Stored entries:
▬▬▬

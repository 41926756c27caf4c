//! Stock ledger rules for a single catalog item.
//!
//! Every mutation ends in `settle()`, which recomputes `sold` from `stock`. The
//! `issued`/`written_off` counters keep the item auditable:
//! `units sold + stock + written_off == issued` at all times.

use super::CatalogError;
use crate::model::{CatalogItem, CatalogItemCreate, CatalogItemUpdate};
use rust_decimal::Decimal;

impl CatalogItem {
    /// Removes `quantity` units, or fails without touching anything.
    pub fn decrement(&mut self, quantity: u32) -> Result<(), CatalogError> {
        validate_quantity(quantity)?;
        if self.sold {
            return Err(CatalogError::AlreadySold {
                id: self.id,
                remaining: self.stock,
            });
        }
        if self.stock < quantity {
            return Err(CatalogError::StockInsufficient {
                id: self.id,
                requested: quantity,
                remaining: self.stock,
            });
        }
        self.stock -= quantity;
        self.settle();
        Ok(())
    }

    /// Undoes a decrement that could not be recorded.
    pub(crate) fn reinstate(&mut self, quantity: u32) {
        self.stock += quantity;
        self.settle();
    }

    /// Re-lists the item as a single available unit.
    pub fn restore(&mut self) -> Result<(), CatalogError> {
        self.set_stock(1)
    }

    /// Administrative absolute stock edit. Increases count as newly issued units,
    /// decreases as write-offs.
    ///
    /// # Errors
    /// `Validation` when a counter would overflow; the item is left unchanged.
    pub fn set_stock(&mut self, stock: u32) -> Result<(), CatalogError> {
        let (issued, written_off) = if stock > self.stock {
            let added = u64::from(stock - self.stock);
            (self.issued.checked_add(added), Some(self.written_off))
        } else {
            let removed = u64::from(self.stock - stock);
            (Some(self.issued), self.written_off.checked_add(removed))
        };
        let (Some(issued), Some(written_off)) = (issued, written_off) else {
            return Err(CatalogError::Validation(format!(
                "setting stock to {stock} overflows the unit counters of {}",
                self.id
            )));
        };
        self.issued = issued;
        self.written_off = written_off;
        self.stock = stock;
        self.settle();
        Ok(())
    }

    /// Applies an administrative edit after validating it as a whole.
    pub fn apply_update(&mut self, update: CatalogItemUpdate) -> Result<(), CatalogError> {
        update.validate()?;

        // Stock first: it is the only step that can still fail.
        match (update.stock, update.sold) {
            (Some(stock), _) => self.set_stock(stock)?,
            (None, Some(true)) => self.set_stock(0)?,
            (None, Some(false)) if self.stock == 0 => self.set_stock(1)?,
            _ => {}
        }
        if let Some(name) = update.name {
            self.name = name;
        }
        if let Some(description) = update.description {
            self.description = description;
        }
        if let Some(price) = update.price {
            self.price = price;
        }
        if let Some(category) = update.category {
            self.category = category;
        }
        if let Some(media) = update.media {
            self.media = media;
        }
        Ok(())
    }

    fn settle(&mut self) {
        self.sold = self.stock == 0;
        debug_assert!(self.invariant_holds());
    }
}

fn validate_price(price: Decimal) -> Result<(), CatalogError> {
    if price.is_sign_negative() && !price.is_zero() {
        return Err(CatalogError::Validation(format!(
            "price must not be negative, got {price}"
        )));
    }
    Ok(())
}

fn validate_name(name: &str) -> Result<(), CatalogError> {
    if name.trim().is_empty() {
        return Err(CatalogError::Validation("name must not be empty".to_string()));
    }
    Ok(())
}

impl CatalogItemCreate {
    pub fn validate(&self) -> Result<(), CatalogError> {
        validate_name(&self.name)?;
        validate_price(self.price)
    }
}

impl CatalogItemUpdate {
    pub fn validate(&self) -> Result<(), CatalogError> {
        if let Some(name) = &self.name {
            validate_name(name)?;
        }
        if let Some(price) = self.price {
            validate_price(price)?;
        }
        Ok(())
    }
}

/// Rejects a sale quantity before any request is sent.
pub fn validate_quantity(quantity: u32) -> Result<(), CatalogError> {
    if quantity == 0 {
        return Err(CatalogError::Validation(
            "quantity must be at least 1".to_string(),
        ));
    }
    Ok(())
}

#[cfg(test)]
mod tests {
    use super::*;
    use crate::model::ItemId;
    use rust_decimal_macros::dec;

    fn item(stock: u32) -> CatalogItem {
        CatalogItem::new(
            ItemId(1),
            CatalogItemCreate::unique("Walnut stool", dec!(140)).with_stock(stock),
        )
    }

    fn audit_balance(item: &CatalogItem, sold_units: u32) -> bool {
        u64::from(sold_units) + u64::from(item.stock()) + item.written_off() == item.issued()
    }

    #[test]
    fn create_defaults_to_one_unit() {
        let item = CatalogItem::new(ItemId(1), CatalogItemCreate::unique("Lamp", dec!(30)));
        assert_eq!(item.stock(), 1);
        assert!(!item.is_sold());
        assert_eq!(item.issued(), 1);
    }

    #[test]
    fn create_pre_sold_forces_zero_stock() {
        let params = CatalogItemCreate {
            sold: true,
            ..CatalogItemCreate::unique("Vase", dec!(55)).with_stock(4)
        };
        let item = CatalogItem::new(ItemId(1), params);
        assert_eq!(item.stock(), 0);
        assert!(item.is_sold());
        assert!(item.invariant_holds());
    }

    #[test]
    fn create_with_zero_stock_is_sold() {
        let item = item(0);
        assert!(item.is_sold());
    }

    #[test]
    fn decrement_to_zero_flips_sold() {
        let mut item = item(2);
        item.decrement(1).unwrap();
        assert_eq!(item.stock(), 1);
        assert!(!item.is_sold());
        item.decrement(1).unwrap();
        assert_eq!(item.stock(), 0);
        assert!(item.is_sold());
        assert!(audit_balance(&item, 2));
    }

    #[test]
    fn decrement_conflicts_report_remaining_stock() {
        let mut item = item(2);
        assert_eq!(
            item.decrement(3),
            Err(CatalogError::StockInsufficient {
                id: ItemId(1),
                requested: 3,
                remaining: 2
            })
        );
        assert_eq!(item.stock(), 2);

        item.decrement(2).unwrap();
        let err = item.decrement(1).unwrap_err();
        assert_eq!(err, CatalogError::AlreadySold { id: ItemId(1), remaining: 0 });
        assert_eq!(err.remaining_stock(), Some(0));
        assert!(err.is_conflict());
    }

    #[test]
    fn decrement_of_zero_is_a_validation_error() {
        let mut item = item(1);
        assert!(matches!(item.decrement(0), Err(CatalogError::Validation(_))));
        assert_eq!(item.stock(), 1);
    }

    #[test]
    fn restore_is_idempotent() {
        let mut item = item(1);
        item.decrement(1).unwrap();

        item.restore().unwrap();
        let once = item.clone();
        item.restore().unwrap();

        assert_eq!(item, once);
        assert_eq!(item.stock(), 1);
        assert!(!item.is_sold());
        assert!(audit_balance(&item, 1));
    }

    #[test]
    fn set_stock_tracks_issue_and_write_off() {
        let mut item = item(3);
        item.set_stock(5).unwrap();
        assert_eq!(item.issued(), 5);
        item.set_stock(0).unwrap();
        assert!(item.is_sold());
        assert_eq!(item.written_off(), 5);
        assert!(audit_balance(&item, 0));
    }

    #[test]
    fn repeated_maximal_restock_stays_balanced() {
        let mut item = item(1);
        item.set_stock(u32::MAX).unwrap();
        item.decrement(1).unwrap();
        item.set_stock(u32::MAX).unwrap();

        assert_eq!(item.issued(), u64::from(u32::MAX) + 1);
        assert!(audit_balance(&item, 1));
    }

    #[test]
    fn counter_overflow_is_refused_without_mutation() {
        let mut item = item(1);
        item.issued = u64::MAX;
        let before = item.clone();

        let err = item.set_stock(2).unwrap_err();
        assert!(matches!(err, CatalogError::Validation(_)));
        assert_eq!(item, before);

        let err = item
            .apply_update(CatalogItemUpdate {
                name: Some("Renamed".into()),
                stock: Some(5),
                ..Default::default()
            })
            .unwrap_err();
        assert!(matches!(err, CatalogError::Validation(_)));
        assert_eq!(item, before);
    }

    #[test]
    fn update_stock_is_authoritative_over_sold() {
        let mut item = item(1);
        item.apply_update(CatalogItemUpdate {
            stock: Some(3),
            sold: Some(true),
            ..Default::default()
        })
        .unwrap();
        assert_eq!(item.stock(), 3);
        assert!(!item.is_sold());
    }

    #[test]
    fn update_sold_toggle_uses_zero_or_one() {
        let mut item = item(4);
        item.apply_update(CatalogItemUpdate {
            sold: Some(true),
            ..Default::default()
        })
        .unwrap();
        assert_eq!(item.stock(), 0);

        item.apply_update(CatalogItemUpdate {
            sold: Some(false),
            ..Default::default()
        })
        .unwrap();
        assert_eq!(item.stock(), 1);
        assert!(item.invariant_holds());

        // Unselling an item that still has stock leaves the count alone.
        let mut plenty = self::item(4);
        plenty
            .apply_update(CatalogItemUpdate {
                sold: Some(false),
                ..Default::default()
            })
            .unwrap();
        assert_eq!(plenty.stock(), 4);
    }

    #[test]
    fn invalid_update_changes_nothing() {
        let mut item = item(1);
        let before = item.clone();
        let err = item
            .apply_update(CatalogItemUpdate {
                description: Some("new copy".into()),
                price: Some(dec!(-1)),
                ..Default::default()
            })
            .unwrap_err();
        assert!(matches!(err, CatalogError::Validation(_)));
        assert_eq!(item, before);
    }

    #[test]
    fn create_validation() {
        assert!(CatalogItemCreate::unique("Rug", dec!(0)).validate().is_ok());
        assert!(CatalogItemCreate::unique(" ", dec!(10)).validate().is_err());
        assert!(CatalogItemCreate::unique("Rug", dec!(-0.01)).validate().is_err());
        assert!(validate_quantity(0).is_err());
        assert!(validate_quantity(1).is_ok());
    }
}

▬▬▬

### Your task
Whenever a line of the data includes the word "return", show that line in full.

### Exercise output
            return Err(CatalogError::AlreadySold {
            return Err(CatalogError::StockInsufficient {
            return Err(CatalogError::Validation(format!(
        return Err(CatalogError::Validation(format!(
        return Err(CatalogError::Validation("name must not be empty".to_string()));
        return Err(CatalogError::Validation(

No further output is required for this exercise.